It is important to know that the following 3 functions would normally be defined within the `CausalAttention` function further below. 

However this makes these functions harder to test. Because of this, these functions are shown individually using a `closure` (when necessary) that simulates them being inside of the `CausalAttention` function. This is done because they rely on some variables that can be accessed from within `CausalAttention`.

### Support Functions

<span style='color:blue'> compute_attention_heads </span>: Gets an input $x$ of dimension (batch_size, seqlen, n_heads $\times$ d_head) and splits the last (depth) dimension and stacks it to the zeroth dimension to allow matrix multiplication (batch_size $\times$ n_heads, seqlen, d_head).

**For the closures you only have to fill the inner function.**

In [22]:
def compute_attention_heads_closure(n_heads, d_head):
    """
    Function that simulates environment inside CausalAttention function
    Args:
        d_head (int): Dimensionality of heads
        n_heads (int): number of attention heads
    Returns
        function: compute_attention_heads function
    """
    
    def compute_attention_heads(x):
        """
        Compute the attention heads
        Args
            x (jax.interpreters.xla.DeviceArray): tensor with shape (batch_size, seqlen, n_heads X d_head)
        Returns
            jax.interpreters.xla.DeviceArray: reshaped tensor with shape (batch_size X n_heads, seqlen, d_head)
        """
        
        # Size of the x's batch dimension
        batch_size = x.shape[0]
        
        # Length of the sequence
        # Should be the size of x's first dimension without counting the batch dim
        seqlen = x.shape[1]
        # Reshape x using jnp.reshape()
        # batch_size, seqlen, n_heads*d_head -> batch_size, seqlen, n_heads, d_head
        x = jnp.reshape(x, [batch_size, seqlen, n_heads, d_head])
        # Transpose x using jnp.transpose()
        # batch_size, seqlen, n_heads, d_head -> batch_size, n_heads, seqlen, d_head
        # Note that the values within the tuple are the indexes of the dimensions of x and you must rearrange them
        x = jnp.transpose(x, [0, 2, 1, 3])
        # Reshape x using jnp.reshape()
        # batch_size, n_heads, seqlen, d_head -> batch_size*n_heads, seqlen, d_head
        x = jnp.reshape(x, [batch_size * n_heads, seqlen, d_head])
        
        return x
    
    return compute_attention_heads

In [23]:
display_tensor(tensor3dc3b, "input tensor")
result_cah = compute_attention_heads_closure(2,3)(tensor3dc3b)
display_tensor(result_cah, "output tensor")
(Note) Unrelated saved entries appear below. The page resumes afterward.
use serde::{Deserialize, Serialize};

/// Mean Earth radius used by the haversine formula.
pub const EARTH_RADIUS_KM: f64 = 6371.0;

/// WGS84 latitude/longitude pair in decimal degrees.
#[derive(Debug, Clone, Copy, PartialEq, Serialize, Deserialize)]
pub struct Coordinate {
    pub latitude: f64,
    pub longitude: f64,
}

impl Coordinate {
    /// Validated constructor; rejects out-of-range or non-finite values.
    pub fn new(latitude: f64, longitude: f64) -> Result<Self, CoordinateError> {
        if !latitude.is_finite() || !(-90.0..=90.0).contains(&latitude) {
            return Err(CoordinateError::Latitude(latitude));
        }
        if !longitude.is_finite() || !(-180.0..=180.0).contains(&longitude) {
            return Err(CoordinateError::Longitude(longitude));
        }
        Ok(Self {
            latitude,
            longitude,
        })
    }
}

#[derive(Debug, Clone, Copy, PartialEq, thiserror::Error)]
pub enum CoordinateError {
    #[error("invalid latitude {0}: expected -90..=90")]
    Latitude(f64),
    #[error("invalid longitude {0}: expected -180..=180")]
    Longitude(f64),
}

/// Great-circle distance in kilometres. Inputs are not range checked; NaN propagates.
pub fn distance_km(a: Coordinate, b: Coordinate) -> f64 {
    let lat1 = a.latitude.to_radians();
    let lat2 = b.latitude.to_radians();
    let d_lat = (b.latitude - a.latitude).to_radians();
    let d_lon = (b.longitude - a.longitude).to_radians();

    let h = (d_lat / 2.0).sin().powi(2) + lat1.cos() * lat2.cos() * (d_lon / 2.0).sin().powi(2);
    let c = 2.0 * h.sqrt().asin();

    EARTH_RADIUS_KM * c
}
input tensor shape: (3, 2, 6)

[[[1 0 0 1 0 0]
  [0 1 0 0 1 0]]

 [[1 0 0 1 0 0]
  [0 1 0 0 1 0]]

 [[1 0 0 1 0 0]
  [0 1 0 0 1 0]]]

output tensor shape: (6, 2, 3)

[[[1 0 0]
  [0 1 0]]

 [[1 0 0]
  [0 1 0]]

 [[1 0 0]
  [0 1 0]]

 [[1 0 0]
  [0 1 0]]

 [[1 0 0]
  [0 1 0]]

 [[1 0 0]
  [0 1 0]]]



**dot_product_self_attention** : Creates a mask matrix with False values above the diagonal and True values below and calls DotProductAttention which implements dot product self attention.

In [24]:
def dot_product_self_attention(q, k, v):
    """
    Masked dot product self attention
    Args: 
        q: Queries
        k: Keys
        v: Values
    Returns:
        DeviceArray: Masked dot product self attention tensor
    """
    
    # Hint: mask size should be equal to L_q. Remember that q has shame batch_size, L_q, d
    mask_size = q.shape[1]
    
    # Creates a matrix with ones below the diagonal and 0s above. It should have shape (1, mask_size, mask_size)
    # Notice that 1's and 0's get casted to True/False by setting dtype to jnp.bool_
    # Use jnp.tril() - Lower triangle of an array and jnp.ones()
    mask = jnp.tril(jnp.ones((1, mask_size, mask_size), dtype=jnp.bool_), k=0)
    
    return DotProductAttention(q, k, v, mask)

In [25]:
dot_product_self_attention(q_with_batch, k_with_batch, v_with_batch)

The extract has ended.